Post row - peatland, Ballybeg, Co. Tipperary
Co. Tipperary |
Ritual/Ceremonial
Beneath the flat, featureless surface of a bog at Ballybeg in County Tipperary, a cluster of ancient trackways was discovered during fieldwalking, only to be found already succumbing to the machinery of peat extraction.
The structures in question are toghers, a term for wooden causeways or pathways built across boggy ground, typically constructed from split or round timbers laid transversely across the soft terrain. They allowed people and animals to move through landscapes that would otherwise have been impassable, and they survive in bogs precisely because the waterlogged, oxygen-poor conditions that make such ground so treacherous are also extraordinarily good at preserving organic material across centuries or even millennia.

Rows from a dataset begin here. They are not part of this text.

//! Interactive controls typed on stdin while a countdown runs.

use anyhow::{Context, Result};
use tokio::io::{AsyncBufRead, AsyncBufReadExt};
use tokio::sync::mpsc;
use tracing::debug;

use crate::driver::Control;
use crate::types::CountdownSpec;

/// Maps one input line to a control command.
///
/// `spec` is what `s` restarts with.
pub fn parse_control(line: &str, spec: CountdownSpec) -> Option<Control> {
    match line.trim().to_ascii_lowercase().as_str() {
        "p" | "pause" => Some(Control::Pause),
        "r" | "resume" => Some(Control::Resume),
        "s" | "start" => Some(Control::Start(spec)),
        "x" | "reset" => Some(Control::Reset),
        "q" | "quit" => Some(Control::Quit),
        _ => None,
    }
}

/// Forwards controls read from `input` until it ends or the driver is gone.
pub async fn forward_controls<R>(
    input: R,
    spec: CountdownSpec,
    controls: mpsc::UnboundedSender<Control>,
) -> Result<()>
where
    R: AsyncBufRead + Unpin,
{
    let mut lines = input.lines();
    while let Some(line) = lines.next_line().await.context("Failed to read controls")? {
        let Some(control) = parse_control(&line, spec) else {
            if !line.trim().is_empty() {
                debug!(input = %line.trim(), "unknown control");
            }
            continue;
        };
        if controls.send(control).is_err() {
            break;
        }
    }
    debug!("control input closed");
    Ok(())
}

#[cfg(test)]
mod tests {
    use super::*;

    #[test]
    fn test_parse_control_keys() {
        let spec = CountdownSpec::duration(10);
        assert_eq!(parse_control("p", spec), Some(Control::Pause));
        assert_eq!(parse_control(" R \n", spec), Some(Control::Resume));
        assert_eq!(parse_control("s", spec), Some(Control::Start(spec)));
        assert_eq!(parse_control("reset", spec), Some(Control::Reset));
        assert_eq!(parse_control("Q", spec), Some(Control::Quit));
        assert_eq!(parse_control("", spec), None);
        assert_eq!(parse_control("later", spec), None);
    }

    #[tokio::test]
    async fn test_forward_controls_skips_unknown_lines() {
        let spec = CountdownSpec::duration(10);
        let (tx, mut rx) = mpsc::unbounded_channel();
        let input: &[u8] = b"p\nhello\n\nr\nq\n";

        forward_controls(input, spec, tx).await.unwrap();

        let mut received = Vec::new();
        while let Some(control) = rx.recv().await {
            received.push(control);
        }
        assert_eq!(
            received,
            vec![Control::Pause, Control::Resume, Control::Quit]
        );
    }
}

Several toghers were identified within an area roughly 165 metres north to south and 202 metres east to west. The Irish Archaeological Wetland Unit, based at University College Dublin, communicated the find and noted that at the time of recording, the toghers were actively being destroyed by peat milling, the industrial-scale harvesting of bog for fuel and horticultural use. It is a situation familiar from many Irish midland and lowland bogs, where the pace of extraction has repeatedly outrun the pace of archaeological recording. The flat bog at Ballybeg offered no surface indication that anything lay beneath; the post row element of the site suggests at least some of the structural timbers were set vertically, which can indicate the edge or reinforcement of a trackway, or possibly a separate phase of construction altogether.